Loading cached shuffled indices for dataset at /home/morten/.cache/huggingface/datasets/segments___parquet/segments--sidewalk-semantic-2-1680095ec7b2b03f/0.0.0/2a3b91fbd88a2c90d1dbbb32b460cf621d31bd5b05b934492fdef7d8d6f236ec/cache-dc5e003bf815860f.arrow


In [3]:
import json
from huggingface_hub import hf_hub_download

repo_id = f"datasets/{hf_dataset_identifier}"
filename = "id2label.json"
id2label = json.load(open(hf_hub_download(repo_id=hf_dataset_identifier, filename=filename, repo_type="dataset"), "r"))
id2label = {int(k): v for k, v in id2label.items()}
label2id = {v: k for k, v in id2label.items()}

num_labels = len(id2label)

In [4]:
from torchvision.transforms import ColorJitter
from transformers import SegformerFeatureExtractor

feature_extractor = SegformerFeatureExtractor()
jitter = ColorJitter(brightness=0.25, contrast=0.25, saturation=0.25, hue=0.1) 

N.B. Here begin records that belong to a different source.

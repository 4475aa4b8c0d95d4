// Adler-32 for the deflate backend's payload trailer.
//
// Uses simd-adler32 (automatic SIMD dispatch) when the `adler32` feature is
// enabled; otherwise a scalar mod-65521 implementation. Both produce
// identical values.

/// Byte length of the trailer appended after a deflate payload.
pub const TRAILER_LEN: usize = 4;

/// Compute the Adler-32 checksum of `data`.
pub fn adler32(data: &[u8]) -> u32 {
    #[cfg(feature = "adler32")]
    {
        let mut hasher = simd_adler32::Adler32::new();
        hasher.write(data);
        hasher.finish()
    }
    #[cfg(not(feature = "adler32"))]
    {
        const MOD_ADLER: u32 = 65521;
        let mut a: u32 = 1;
        let mut b: u32 = 0;
        for &byte in data {
            a = (a + u32::from(byte)) % MOD_ADLER;
            b = (b + a) % MOD_ADLER;
        }
        (b << 16) | a
    }
}
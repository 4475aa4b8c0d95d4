// Integration tests for the frame codec strategy layer.
//
// These tests verify:
//   - Byte-exact roundtrip for every backend, sample width, and geometry
//   - Delta filter involution through the public API
//   - Identity backend aliasing (in-place, no bytes altered)
//   - Dictionary backend worst-case size bound
//   - Deflate trailer recomputation
//   - Cross-backend equivalence of decompressed output
//   - Precondition and corruption error paths

use framepress::{CompressionKind, RasterLayout, SampleWidth, checksum, delta};
use proptest::prelude::*;
use rand::{Rng, SeedableRng, rngs::StdRng};

// ===========================================================================
// Helpers
// ===========================================================================

/// Every compression kind enabled by the current feature set.
fn all_kinds() -> Vec<CompressionKind> {
    let mut kinds = vec![CompressionKind::None, CompressionKind::Entropy];
    #[cfg(feature = "dictionary")]
    kinds.push(CompressionKind::Dictionary);
    #[cfg(feature = "deflate")]
    kinds.push(CompressionKind::Deflate);
    kinds
}

fn random_frame(layout: &RasterLayout, seed: u64) -> Vec<u8> {
    let mut rng = StdRng::seed_from_u64(seed);
    (0..layout.frame_len()).map(|_| rng.random()).collect()
}

/// A frame with strong vertical redundancy, the shape the delta filter
/// is designed for.
fn gradient_frame(layout: &RasterLayout) -> Vec<u8> {
    (0..layout.frame_len())
        .map(|i| ((i / layout.pitch) * 2 + (i % layout.pitch) / 16) as u8)
        .collect()
}

fn roundtrip(kind: CompressionKind, width: SampleWidth, layout: RasterLayout, original: &[u8]) {
    let mut codec = kind.codec(width);
    let mut frame = original.to_vec();
    let compressed = codec
        .compress_frame(&mut frame, layout)
        .unwrap_or_else(|e| panic!("{} compress failed: {e}", kind.name()));
    assert!(!compressed.is_empty(), "{} produced no output", kind.name());
    let mut payload = compressed.into_vec();

    let restored = codec
        .decompress_frame(&mut payload, layout)
        .unwrap_or_else(|e| panic!("{} decompress failed: {e}", kind.name()));
    assert_eq!(restored.len(), layout.frame_len());
    assert_eq!(
        restored.as_bytes(),
        original,
        "roundtrip mismatch for {} at {layout:?} / {width:?}",
        kind.name()
    );
}

// ===========================================================================
// Roundtrip law
// ===========================================================================

#[test]
fn roundtrip_every_backend_width_and_geometry() {
    let layouts = [
        RasterLayout::new(16, 3, 16),
        RasterLayout::new(48, 6, 48),
        // Unpadded rowsize and slack between padded rowsize and pitch.
        RasterLayout::new(20, 5, 32),
        RasterLayout::new(33, 7, 64),
    ];
    for kind in all_kinds() {
        for width in [SampleWidth::U8, SampleWidth::U16, SampleWidth::U32] {
            for layout in layouts {
                roundtrip(kind, width, layout, &random_frame(&layout, 11));
                roundtrip(kind, width, layout, &gradient_frame(&layout));
            }
        }
    }
}

#[test]
fn roundtrip_constant_frame() {
    // Delta output is almost all zeros; every backend must still restore
    // the constant frame exactly.
    let layout = RasterLayout::new(64, 16, 64);
    let original = vec![0x80u8; layout.frame_len()];
    for kind in all_kinds() {
        roundtrip(kind, SampleWidth::U8, layout, &original);
    }
}

// ===========================================================================
// Delta filter involution (public API)
// ===========================================================================

#[test]
fn delta_involution() {
    let original = random_frame(&RasterLayout::new(32, 6, 48), 5);
    for width in [SampleWidth::U8, SampleWidth::U16, SampleWidth::U32] {
        let mut image = original.clone();
        delta::encode(&mut image, 48, 32, 6, width);
        delta::decode(&mut image, 48, 32, 6, width);
        assert_eq!(image, original);
    }
}

#[test]
fn delta_concrete_scenario() {
    // 8-bit, height 4, rowsize = pitch = 16, constant-valued rows
    // 10, 12, 11, 20. First differences: 10, 2, 255 (11-12 mod 256), 9.
    let mut image = Vec::new();
    for v in [10u8, 12, 11, 20] {
        image.extend_from_slice(&[v; 16]);
    }
    let pristine = image.clone();

    delta::encode(&mut image, 16, 16, 4, SampleWidth::U8);
    let mut expected = Vec::new();
    for v in [10u8, 2, 255, 9] {
        expected.extend_from_slice(&[v; 16]);
    }
    assert_eq!(image, expected);

    delta::decode(&mut image, 16, 16, 4, SampleWidth::U8);
    assert_eq!(image, pristine);
}

// ===========================================================================
// Identity backend
// ===========================================================================

#[test]
fn identity_is_inplace_and_lossless() {
    let layout = RasterLayout::new(32, 5, 32);
    let original = random_frame(&layout, 3);
    let mut frame = original.clone();
    let mut codec = CompressionKind::None.codec(SampleWidth::U8);

    let out = codec.compress_frame(&mut frame, layout).unwrap();
    assert!(out.is_inplace());
    assert_eq!(out.len(), layout.frame_len());
    assert_eq!(out.as_bytes(), &original[..]);
    drop(out);
    assert_eq!(frame, original, "identity must not alter any byte");
}

#[test]
fn other_backends_allocate_fresh_output() {
    let layout = RasterLayout::new(32, 5, 32);
    for kind in all_kinds() {
        if kind == CompressionKind::None {
            continue;
        }
        let mut frame = gradient_frame(&layout);
        let mut codec = kind.codec(SampleWidth::U8);
        let out = codec.compress_frame(&mut frame, layout).unwrap();
        assert!(!out.is_inplace(), "{} must own its output", kind.name());
    }
}

// ===========================================================================
// Dictionary size bound
// ===========================================================================

#[cfg(feature = "dictionary")]
#[test]
fn dictionary_output_never_exceeds_bound() {
    for (layout, seed) in [
        (RasterLayout::new(16, 3, 16), 1u64),
        (RasterLayout::new(64, 12, 64), 2),
        (RasterLayout::new(128, 32, 128), 3),
    ] {
        let n = layout.frame_len();
        let mut codec = CompressionKind::Dictionary.codec(SampleWidth::U8);

        // Incompressible input is the worst case.
        let mut frame = random_frame(&layout, seed);
        let out = codec.compress_frame(&mut frame, layout).unwrap();
        assert!(
            out.len() <= n + n / 64 + 16 + 3,
            "compressed {} bytes into {}",
            n,
            out.len()
        );
    }
}

// ===========================================================================
// Deflate trailer
// ===========================================================================

#[cfg(feature = "deflate")]
#[test]
fn deflate_trailer_matches_recomputed_checksum() {
    let layout = RasterLayout::new(48, 9, 48);
    let mut frame = gradient_frame(&layout);
    let mut codec = CompressionKind::Deflate.codec(SampleWidth::U8);
    let payload = codec.compress_frame(&mut frame, layout).unwrap().into_vec();

    let split = payload.len() - 4;
    let stored = u32::from_le_bytes(payload[split..].try_into().unwrap());
    assert_eq!(stored, checksum::adler32(&payload[..split]));
}

// ===========================================================================
// Cross-backend equivalence
// ===========================================================================

#[test]
fn all_backends_decompress_to_identical_bytes() {
    let layout = RasterLayout::new(48, 8, 64);
    let original = gradient_frame(&layout);

    let mut outputs = Vec::new();
    let mut sizes = Vec::new();
    for kind in all_kinds() {
        let mut codec = kind.codec(SampleWidth::U16);
        let mut frame = original.clone();
        let mut payload = codec.compress_frame(&mut frame, layout).unwrap().into_vec();
        sizes.push((kind.name(), payload.len()));
        let restored = codec.decompress_frame(&mut payload, layout).unwrap();
        outputs.push(restored.into_vec());
    }

    for pair in outputs.windows(2) {
        assert_eq!(pair[0], pair[1], "backend outputs diverge: {sizes:?}");
    }
    assert_eq!(outputs[0], original);
}

// ===========================================================================
// Error paths
// ===========================================================================

#[test]
fn shallow_rasters_rejected() {
    let layout = RasterLayout::new(16, 2, 16);
    for kind in all_kinds() {
        let mut codec = kind.codec(SampleWidth::U8);
        let mut frame = vec![0u8; layout.frame_len()];
        assert!(
            codec.compress_frame(&mut frame, layout).is_err(),
            "{} accepted height 2",
            kind.name()
        );
    }
}

#[test]
fn misaligned_pitch_rejected() {
    let layout = RasterLayout::new(16, 4, 24);
    for kind in all_kinds() {
        let mut codec = kind.codec(SampleWidth::U8);
        let mut frame = vec![0u8; layout.frame_len()];
        assert!(codec.compress_frame(&mut frame, layout).is_err());
    }
}

#[test]
fn corrupt_payloads_never_return_output() {
    let layout = RasterLayout::new(32, 4, 32);
    for kind in all_kinds() {
        if kind == CompressionKind::None {
            continue;
        }
        let mut codec = kind.codec(SampleWidth::U8);
        let mut garbage = vec![0xA5u8; 64];
        assert!(
            codec.decompress_frame(&mut garbage, layout).is_err(),
            "{} accepted garbage",
            kind.name()
        );
    }
}

// ===========================================================================
// Property tests
// ===========================================================================

proptest! {
    #![proptest_config(ProptestConfig::with_cases(48))]

    #[test]
    fn roundtrip_random_rasters(
        lanes in 1usize..4,
        slack_lanes in 0usize..3,
        height in 3usize..10,
        width_sel in 0usize..3,
        seed in any::<u64>(),
    ) {
        let rowsize = lanes * 16;
        let pitch = rowsize + slack_lanes * 16;
        let layout = RasterLayout::new(rowsize, height, pitch);
        let width = [SampleWidth::U8, SampleWidth::U16, SampleWidth::U32][width_sel];
        let original = random_frame(&layout, seed);

        for kind in all_kinds() {
            let mut codec = kind.codec(width);
            let mut frame = original.clone();
            let mut payload = codec.compress_frame(&mut frame, layout).unwrap().into_vec();
            let restored = codec.decompress_frame(&mut payload, layout).unwrap();
            prop_assert_eq!(restored.as_bytes(), &original[..]);
        }
    }

    #[test]
    fn delta_roundtrip_random(
        lanes in 1usize..5,
        height in 1usize..12,
        width_sel in 0usize..3,
        seed in any::<u64>(),
    ) {
        let rowsize = lanes * 16;
        let width = [SampleWidth::U8, SampleWidth::U16, SampleWidth::U32][width_sel];
        let mut rng = StdRng::seed_from_u64(seed);
        let original: Vec<u8> = (0..rowsize * height).map(|_| rng.random()).collect();

        let mut image = original.clone();
        delta::encode(&mut image, rowsize, rowsize, height, width);
        delta::decode(&mut image, rowsize, rowsize, height, width);
        prop_assert_eq!(image, original);
    }
}
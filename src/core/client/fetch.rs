//! Polling HTTP client that keeps a reconciled copy of each resource.
//!
//! Provides [`DeltaClient`], which sends validator headers on every `GET`
//! and folds `200`, `304` and `226` responses into per-URL caches.

use super::reconciler::Reconciler;
use crate::core::error::Result;
use crate::core::protocol::constants::DEFAULT_DELTA_TOKEN;
use crate::core::types::{DeltaResponse, VersionId};
use http::HeaderMap;
use parking_lot::Mutex;
use std::collections::HashMap;
use std::sync::Arc;

/// HTTP client that negotiates delta encoding.
///
/// Clones share the same caches.
///
/// # Examples
///
/// ```no_run
/// use delta_cache::client::DeltaClient;
///
/// # async fn run() -> delta_cache::Result<()> {
/// let client = DeltaClient::new();
/// let first = client.get("http://localhost:3000/dashboard").await?;
/// // Later polls transfer only the changes.
/// let second = client.get("http://localhost:3000/dashboard").await?;
/// # Ok(())
/// # }
/// ```
#[derive(Clone, Debug)]
pub struct DeltaClient {
    client: reqwest::Client,
    delta_token: Arc<str>,
    reconcilers: Arc<Mutex<HashMap<String, Reconciler>>>,
}

impl DeltaClient {
    /// Create a client with a default `reqwest::Client`.
    #[must_use]
    pub fn new() -> Self {
        Self::with_client(reqwest::Client::new())
    }

    /// Wrap an existing `reqwest::Client`.
    #[must_use]
    pub fn with_client(client: reqwest::Client) -> Self {
        DeltaClient {
            client,
            delta_token: Arc::from(DEFAULT_DELTA_TOKEN),
            reconcilers: Arc::new(Mutex::new(HashMap::new())),
        }
    }

    /// Advertise a different instance-manipulation token.
    ///
    /// Applies to resources first fetched after this call.
    #[must_use]
    pub fn with_delta_token(mut self, token: impl Into<String>) -> Self {
        self.delta_token = Arc::from(token.into());
        self
    }

    /// Get the underlying reqwest client
    pub fn client(&self) -> &reqwest::Client {
        &self.client
    }

    /// Fetch `url` and return its current content.
    ///
    /// When the response cannot be reconciled against the cached copy, the
    /// cache for `url` is dropped and the request is sent once more without
    /// a validator, which forces a full response.
    ///
    /// # Errors
    ///
    /// Transport failures, unexpected statuses, and a reconciliation
    /// failure on the retried request.
    pub async fn get(&self, url: &str) -> Result<String> {
        let headers = self.validator_headers(url);
        let response = self.fetch(url, headers).await?;

        let err = match self.reconcile(url, &response) {
            Ok(content) => return Ok(content),
            Err(err) if err.is_recoverable() => err,
            Err(err) => return Err(err),
        };

        tracing::warn!(
            url,
            status = response.status,
            error = %err,
            "delta reconciliation failed, re-fetching in full"
        );
        self.forget(url);
        let headers = self.validator_headers(url);
        let response = self.fetch(url, headers).await?;
        self.reconcile(url, &response)
    }

    /// Send a `GET` with the given headers and buffer the response.
    ///
    /// Does not touch the cache.
    pub async fn fetch(&self, url: &str, headers: HeaderMap) -> Result<DeltaResponse> {
        let response = self.client.get(url).headers(headers).send().await?;
        let status = response.status().as_u16();
        let header_map = response.headers().clone();
        let body = response.bytes().await?;

        tracing::debug!(url, status, bytes = body.len(), "fetched");
        Ok(DeltaResponse::from_parts(status, &header_map, body))
    }

    /// Id of the version cached for `url`, if any.
    #[must_use]
    pub fn cached_version(&self, url: &str) -> Option<VersionId> {
        self.reconcilers
            .lock()
            .get(url)
            .and_then(|r| r.cached_id().cloned())
    }

    /// Drop the cached copy of `url`.
    pub fn forget(&self, url: &str) {
        if let Some(reconciler) = self.reconcilers.lock().get_mut(url) {
            reconciler.reset();
        }
    }

    fn validator_headers(&self, url: &str) -> HeaderMap {
        let mut reconcilers = self.reconcilers.lock();
        reconcilers
            .entry(url.to_string())
            .or_insert_with(|| Reconciler::new(self.delta_token.as_ref()))
            .validator_headers()
    }

    fn reconcile(&self, url: &str, response: &DeltaResponse) -> Result<String> {
        let mut reconcilers = self.reconcilers.lock();
        let reconciler = reconcilers
            .entry(url.to_string())
            .or_insert_with(|| Reconciler::new(self.delta_token.as_ref()));
        reconciler.reconcile(response).map(str::to_string)
    }
}

impl Default for DeltaClient {
    fn default() -> Self {
        Self::new()
    }
}

#[cfg(test)]
mod tests {
    use super::*;

    #[test]
    fn test_new_client_has_no_cache() {
        let client = DeltaClient::new();
        assert!(client.cached_version("http://localhost/x").is_none());
    }

    #[test]
    fn test_validator_headers_advertise_token() {
        let client = DeltaClient::new().with_delta_token("textdiff");
        let headers = client.validator_headers("http://localhost/x");
        assert_eq!(headers.get("a-im").unwrap(), "textdiff");
        assert!(headers.get("if-none-match").is_none());
    }

    #[test]
    fn test_reconcile_updates_shared_cache() {
        let client = DeltaClient::new();
        let clone = client.clone();
        let response = DeltaResponse::new(200, "hello").with_header("etag", "\"v1\"");
        assert_eq!(client.reconcile("http://localhost/x", &response).unwrap(), "hello");
        assert_eq!(
            clone.cached_version("http://localhost/x"),
            Some(VersionId::new("v1"))
        );

        clone.forget("http://localhost/x");
        assert!(client.cached_version("http://localhost/x").is_none());
    }
}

def train_transforms(example_batch):
    images = [jitter(x) for x in example_batch['pixel_values']]
    labels = [x for x in example_batch['label']]
    inputs = feature_extractor(images, labels)
    return inputs


def val_transforms(example_batch):
    images = [x for x in example_batch['pixel_values']]
    labels = [x for x in example_batch['label']]
    inputs = feature_extractor(images, labels)
    return inputs


# Set transforms
train_ds.set_transform(train_transforms)
test_ds.set_transform(val_transforms)



In [5]:
from transformers import SegformerForSemanticSegmentation

pretrained_model_name = "nvidia/mit-b0" 
model = SegformerForSemanticSegmentation.from_pretrained(
    pretrained_model_name,
    id2label=id2label,
    label2id=label2id
)


Some weights of the model checkpoint at nvidia/mit-b0 were not used when initializing SegformerForSemanticSegmentation: ['classifier.weight', 'classifier.bias']
- This IS expected if you are initializing SegformerForSemanticSegmentation from the checkpoint of a model trained on another task or with another architecture (e.g. initializing a BertForSequenceClassification model from a BertForPreTraining model).
- This IS NOT expected if you are initializing SegformerForSemanticSegmentation from the checkpoint of a model that you expect to be exactly identical (initializing a BertForSequenceClassification model from a BertForSequenceClassification model).
Some weights of SegformerForSemanticSegmentation were not initialized from the model checkpoint at nvidia/mit-b0 and are newly initialized: ['decode_head.linear_c.1.proj.bias', 'decode_head.linear_c.3.proj.weight', 'decode_head.batch_norm.num_batches_tracked', 'decode_head.batch_norm.bias', 'decode_head.batch_norm.running_var', 'decode_he

In [6]:
from transformers import TrainingArguments

epochs = 50
lr = 0.00006
batch_size = 2

hub_model_id = "segformer-b0-finetuned-segments-sidewalk-2"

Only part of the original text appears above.